» **What this task involves**: Retype verbatim the lines of the listing, from the very first through the line with "pub const SUBTITLE: &str".
________________________
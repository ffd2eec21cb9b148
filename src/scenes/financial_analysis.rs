use crate::animation::Animation;
use crate::error::SceneResult;
use crate::layout::Direction;
use crate::palette::Palette;
use crate::script::{RectangleSpec, Scene, SceneScript, TextSpec};

pub const TITLE: &str = "AI-Powered Financial Data Analysis";
pub const SUBTITLE: &str = "Smarter Insights. Faster Decisions.";
pub const OUTRO: &str = "AI Financial Intelligence";
const FONT: &str = "Inter";

/// (height, width) of each bar, left to right
pub const BAR_SIZES: [(f32, f32); 3] = [(1.0, 0.3), (2.0, 0.3), (1.5, 0.3)];
pub const BAR_SPACING: f32 = 0.5;
const BAR_FILL_OPACITY: f32 = 0.9;

/// Title card, three growing bars, a subtitle, and an outro
pub struct FinancialAnalysis;

impl SceneScript for FinancialAnalysis {
    fn name(&self) -> &str {
        "FinancialAnalysis"
    }

    fn construct(&self, scene: &mut Scene) -> SceneResult<()> {
        let palette = Palette::load()?;

        scene.set_background(palette.charcoal)?;

        let title = scene.add_text(TextSpec::new(TITLE, palette.teal).font(FONT).scale(0.9))?;
        scene.play(vec![Animation::Write { target: title }])?;
        scene.wait(1.0)?;

        let fills = [palette.teal, palette.cream, palette.orange];
        let mut bars = Vec::with_capacity(BAR_SIZES.len());
        for ((height, width), fill) in BAR_SIZES.into_iter().zip(fills) {
            bars.push(
                scene.add_rectangle(
                    RectangleSpec::new(height, width).fill(fill, BAR_FILL_OPACITY),
                )?,
            );
        }
        let chart = scene.group(bars.clone())?;
        scene.arrange(chart, Direction::Right, BAR_SPACING)?;
        scene.next_to(chart, title, Direction::Down, 1.0)?;

        scene.play(
            bars.iter()
                .map(|&bar| Animation::GrowFromBottom { target: bar })
                .collect(),
        )?;
        scene.wait(1.0)?;

        let subtitle =
            scene.add_text(TextSpec::new(SUBTITLE, palette.cream).font(FONT).scale(0.6))?;
        scene.next_to(subtitle, chart, Direction::Down, 0.8)?;

        scene.play(vec![Animation::FadeIn {
            target: subtitle,
            shift: Some(Direction::Up),
        }])?;
        scene.wait(2.0)?;

        let outro = scene.add_text(TextSpec::new(OUTRO, palette.teal).font(FONT).scale(0.8))?;
        scene.play(
            [title, chart, subtitle]
                .into_iter()
                .map(|target| Animation::FadeOut {
                    target,
                    shift: None,
                })
                .collect(),
        )?;
        scene.play(vec![Animation::FadeIn {
            target: outro,
            shift: Some(Direction::Down),
        }])?;
        scene.wait(2.0)?;

        Ok(())
    }
}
________________________
» **Answer to this problem**:
repository ffd2eec21cb9b148
filename src/scenes/financial_analysis.rs
use crate::animation::Animation;
use crate::error::SceneResult;
use crate::layout::Direction;
use crate::palette::Palette;
use crate::script::{RectangleSpec, Scene, SceneScript, TextSpec};

pub const TITLE: &str = "AI-Powered Financial Data Analysis";
pub const SUBTITLE: &str = "Smarter Insights. Faster Decisions.";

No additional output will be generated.